Learning Source Descriptions (LSD) System
A Learning Source Descriptions (LSD) System is a Schema Matching System that implements several machine learning algorithms to semi-automatically create semantic maps.
- Context:
- It was first proposed by Doan et al.(2001).
- …
- Example(s):
- the Doan et al.(2001)'s propose system.
- …
- Counter-Example(s):
- See: Machine Learning System, Semantic Map, XML, Data Integration System, Data Sharing System.
References
2002
- (Kurgan et al., 2002) ⇒ Lukasz Kurgan, Waldemar Swiercz, and Krzysztof J. Cios (2002, June). "Semantic Mapping of XML Tags Using Inductive Machine Learning". In ICMLA (pp. 99-109).
- QUOTE: Several mapping systems work with XML documents. The TransScm system (Milo & Zohar, 1998) matches schema based on the structure and names of the SGML tags extracted from DTD files by using concept of labeled graphs. The LSD system (Doan et al., 2001) uses multistrategy learning by utilizing several machine learning (ML) algorithms based on the user-specified mappings to discover matching patterns. Based on these patterns, the mappings between leaf nodes in the DTD trees for two XML documents are generated. We will compare results of semantic mapping generated by our system with the results generated by the LSD system.
2001
- (Doan et al., 2001) ⇒ AnHai Doan, Pedro Domingos, and Alon Y. Halevy. (2001). “Reconciling Schemas of Disparate Data Sources: A Machine-Learning Approach.” In: ACM SIGMOD Record, 30(2). doi:10.1145/376284.375731
- QUOTE: A key bottleneck in building data-integration systems is the acquisition of semantic mappings. Today these mappings are provided manually by the builders of the system, resulting in a laborious and error-prone process. The emergence of XML as a standard syntax for sharing data among sources farther fuels data sharing applications, and hence underscores the need to develop methods for acquiring semantic mappings. Clearly, while the task of finding semantic mappings cannot be fully automated, the development of tools for assisting the process is crucial to truly achieve large-scale data integration.
In this paper we describe the LSD (Learning Source Descriptions) system that uses and extends machine learning techniques to semi-automatically creates semantic mappings. Throughout the discussion, we shall assume that the sources present their data in XML, and that the mediated and source schemes are represented with DTDs. Then, the schema-matching problem is to find correspondences among the elements of the mediated schema and the source DTDs. The key idea underlying our approach is that after a small set of data sources have been manually mapped to the mediated schema, LSD should be able to glean significant information from these mappings to successfully propose mappings for subsequent data sources.
- QUOTE: A key bottleneck in building data-integration systems is the acquisition of semantic mappings. Today these mappings are provided manually by the builders of the system, resulting in a laborious and error-prone process. The emergence of XML as a standard syntax for sharing data among sources farther fuels data sharing applications, and hence underscores the need to develop methods for acquiring semantic mappings.
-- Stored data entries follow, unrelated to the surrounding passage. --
//! Timestamp utilities and the injectable clock

use chrono::{DateTime, Duration, Utc};
use std::sync::Mutex;

/// Get current UTC timestamp
pub fn now() -> DateTime<Utc> {
    Utc::now()
}

/// Source of "now" for time-dependent components (cache expiry, transition stamps)
pub trait Clock: Send + Sync {
    fn now(&self) -> DateTime<Utc>;
}

/// Wall clock
#[derive(Debug, Default, Clone, Copy)]
pub struct SystemClock;

impl Clock for SystemClock {
    fn now(&self) -> DateTime<Utc> {
        now()
    }
}

/// Manually advanced clock for deterministic tests
#[derive(Debug)]
pub struct ManualClock {
    current: Mutex<DateTime<Utc>>,
}

impl ManualClock {
    pub fn new(start: DateTime<Utc>) -> Self {
        Self {
            current: Mutex::new(start),
        }
    }

    /// Move the clock forward by `by`
    pub fn advance(&self, by: Duration) {
        let mut current = self.current.lock().unwrap_or_else(|e| e.into_inner());
        *current += by;
    }

    /// Jump to an absolute instant
    pub fn set(&self, to: DateTime<Utc>) {
        let mut current = self.current.lock().unwrap_or_else(|e| e.into_inner());
        *current = to;
    }
}

impl Default for ManualClock {
    fn default() -> Self {
        Self::new(now())
    }
}

impl Clock for ManualClock {
    fn now(&self) -> DateTime<Utc> {
        *self.current.lock().unwrap_or_else(|e| e.into_inner())
    }
}

#[cfg(test)]
mod tests {
    use super::*;

    #[test]
    fn test_now_returns_valid_timestamp() {
        let timestamp = now();
        // Should be a reasonable timestamp (after year 2000)
        assert!(timestamp.timestamp() > 946_684_800);
    }

    #[test]
    fn test_system_clock_tracks_wall_time() {
        let before = Utc::now();
        let reading = SystemClock.now();
        let after = Utc::now();
        assert!(reading >= before && reading <= after);
    }

    #[test]
    fn test_manual_clock_is_frozen_until_advanced() {
        let start = Utc::now();
        let clock = ManualClock::new(start);

        assert_eq!(clock.now(), start);
        assert_eq!(clock.now(), start);

        clock.advance(Duration::minutes(61));
        assert_eq!(clock.now(), start + Duration::minutes(61));
    }

    #[test]
    fn test_manual_clock_set() {
        let clock = ManualClock::default();
        let target = DateTime::<Utc>::from_timestamp(1_700_000_000, 0).unwrap();
        clock.set(target);
        assert_eq!(clock.now(), target);
    }
}
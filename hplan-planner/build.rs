//! Build script for hplan-planner
//!
//! Captures build identification for the startup log line:
//! - Git commit hash (short form)
//! - Build timestamp
//! - Build profile (debug/release)

use std::process::Command;

fn main() {
    let git_hash = Command::new("git")
        .args(["rev-parse", "--short=8", "HEAD"])
        .output()
        .ok()
        .filter(|output| output.status.success())
        .and_then(|output| String::from_utf8(output.stdout).ok())
        .map(|s| s.trim().to_string())
        .unwrap_or_else(|| "unknown".to_string());

    // ISO 8601 with local offset, e.g. 2026-10-19T14:30:45+02:00
    let build_timestamp = chrono::Local::now().to_rfc3339_opts(chrono::SecondsFormat::Secs, false);

    let profile = std::env::var("PROFILE").unwrap_or_else(|_| "unknown".to_string());

    println!("cargo:rustc-env=GIT_HASH={}", git_hash);
    println!("cargo:rustc-env=BUILD_TIMESTAMP={}", build_timestamp);
    println!("cargo:rustc-env=BUILD_PROFILE={}", profile);
}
Clearly, while the task of finding semantic mappings cannot be fully automated, the development of tools for assisting the process is crucial to truly achieve large-scale data integration.
2000
- (Doan et al., 200) ⇒ AnHai Doan, Pedro Domingos, and Alon Y. Halevy. (2000, May). "Learning Source Description for Data Integration". In WebDB (Informal Proceedings) (pp. 81-86).
- QUOTE: In general, there are many different types of information that a learner can exploit, such as names, formats, word frequencies, positions, and characteristics of value distribution. Clearly, no single learner will be able to exploit effectively all such types of information. Hence, our work takes a multi-strategy learning approach. We apply a set of learners, each of which learns well certain kinds of patterns, and then the predictions of the learners are combined using a meta-learner. In addition to providing accuracy superior to any single learner, this technique has the advantage of being extensible when new learners are developed. We describe the LSD (Learning Source Descriptions) system that we built for testing this approach, and our initial experimental results. The results show that with the current set of three learners, we already obtain predictive accuracy of 62-75% prediction in a fairly complex domain of real-estate data sources. Our work currently focuses on finding one-to-one mappings for the leaf elements of source schemas.
1998
- (Milo & Zohar, 1998) ⇒ Tova Milo, and Sagit Zohar (1998, August). "Using schema matching to simplify heterogeneous data translation". In vldb (Vol. 98, pp. 24-27).